Privacy sanctions zigzag. 75% of the total amount of penalties imposed in the EU, from May 2018 to date, derives from 10 injunctions to large web platforms, while 25% derives from the other 2335 fines applied by all EU states. The strictest Guarantor is the French one (with an average amount of 5.6 million euros), while the Romanian one has a light hand (average of 6 thousand euros).

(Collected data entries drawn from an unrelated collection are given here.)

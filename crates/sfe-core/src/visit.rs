//! Visit planning and logging: pre-call plans, call reports and photos.
//!
//! Both record types carry a small status machine. Every transition is a
//! method on the record that checks the current status and stamps the
//! relevant timestamps; storage only ever persists the result.
//!
//! ```text
//! PreCallPlan:  DRAFT ──submit──▶ PENDING ──approve──▶ APPROVED
//!                 ▲                   └─────reject───▶ REJECTED
//!                 └──────────────edit─────────────────────┘
//!
//! CallReport:   DRAFT ──check-in──▶ ──check-out──▶ ──submit──▶ SUBMITTED
//! ```

use std::{fmt, str::FromStr};

use chrono::{DateTime, Utc};
use serde::{Deserialize, Serialize};
use uuid::Uuid;

use crate::{
  Error, Result,
  error::require_text,
  geo::{GeoPoint, Proximity},
  patch::double_option,
};

// ─── Revisions ───────────────────────────────────────────────────────────────

/// The stored state a plan or report was read in.
///
/// Writes carry the revision they started from, and a store applies one only
/// while the row still matches it. Of two requests that read the same row,
/// only the first to write succeeds.
#[derive(Debug, Clone, Copy, PartialEq, Eq)]
pub struct Revision<S> {
  pub status:     S,
  pub updated_at: DateTime<Utc>,
}

// ─── Plan status ─────────────────────────────────────────────────────────────

#[derive(Debug, Clone, Copy, PartialEq, Eq, Hash, Serialize, Deserialize)]
#[serde(rename_all = "UPPERCASE")]
pub enum PlanStatus {
  Draft,
  Pending,
  Approved,
  Rejected,
}

impl PlanStatus {
  pub fn as_str(self) -> &'static str {
    match self {
      PlanStatus::Draft => "DRAFT",
      PlanStatus::Pending => "PENDING",
      PlanStatus::Approved => "APPROVED",
      PlanStatus::Rejected => "REJECTED",
    }
  }

  fn label(self) -> &'static str {
    match self {
      PlanStatus::Draft => "draft",
      PlanStatus::Pending => "pending",
      PlanStatus::Approved => "approved",
      PlanStatus::Rejected => "rejected",
    }
  }
}

impl fmt::Display for PlanStatus {
  fn fmt(&self, f: &mut fmt::Formatter<'_>) -> fmt::Result { f.write_str(self.as_str()) }
}

impl FromStr for PlanStatus {
  type Err = Error;

  fn from_str(s: &str) -> Result<Self> {
    match s {
      "DRAFT" => Ok(PlanStatus::Draft),
      "PENDING" => Ok(PlanStatus::Pending),
      "APPROVED" => Ok(PlanStatus::Approved),
      "REJECTED" => Ok(PlanStatus::Rejected),
      other => Err(Error::UnknownVariant { kind: "plan status", value: other.to_owned() }),
    }
  }
}

// ─── Pre-call plan ───────────────────────────────────────────────────────────

const PLAN: &str = "pre-call plan";

/// A scheduled intention to visit a customer, subject to manager approval.
#[derive(Debug, Clone, Serialize, Deserialize)]
pub struct PreCallPlan {
  pub plan_id:        Uuid,
  pub company_id:     Uuid,
  /// The sales rep who owns the plan.
  pub sr_id:          Uuid,
  pub customer_id:    Uuid,
  pub scheduled_at:   DateTime<Utc>,
  pub objectives:     String,
  pub notes:          Option<String>,
  pub status:         PlanStatus,
  pub submitted_at:   Option<DateTime<Utc>>,
  pub reviewer_id:    Option<Uuid>,
  pub reviewed_at:    Option<DateTime<Utc>>,
  pub review_comment: Option<String>,
  pub created_at:     DateTime<Utc>,
  pub updated_at:     DateTime<Utc>,
}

The most active Guarantor is the Spanish one with 959 sanctions, while Portugal has adopted 7. This is what emerges from an analysis of the measures adopted by the European Data Protection Authorities drawn up on the occasion of the seventh anniversary of the EU Data Protection Regulation no. 2016/679 (GDPR), which entered into force on 24/5/2016, but became operational on 25/5/2018. The numbers relating to the seven years draw a picture of extreme disparities in application around the EU, both in terms of the number of penalties and the average amounts of the same.

There are countries with a very high number of sanctions and others with a very low number. Spain (959 sanctions) and Liechtenstein, with 1 sanction, are at the antipodes. Reaching the numbers of Spain, however, is also impossible for countries such as Italy (402), Germany (205), and France (66).
Closely behind Germany is Romania with 197 sanctions, which far distances Poland (93), Greece (72), and Hungary (68). Finally, there are also many countries, in which the guarantors have adopted few units of sanctions per year. Thus, Cyprus has 45 sanctions, almost as many as Sweden (43), Luxembourg has 32 sanctions, and Denmark has 28.
But the figures can be even smaller: in Lithuania, there were 14 measures, and next, we have Estonia and Latvia, with 8 sanctions each, and Portugal with 7 sanctions. A possible reading of these data suggests that in some states, the guarantors are more diligent than in others.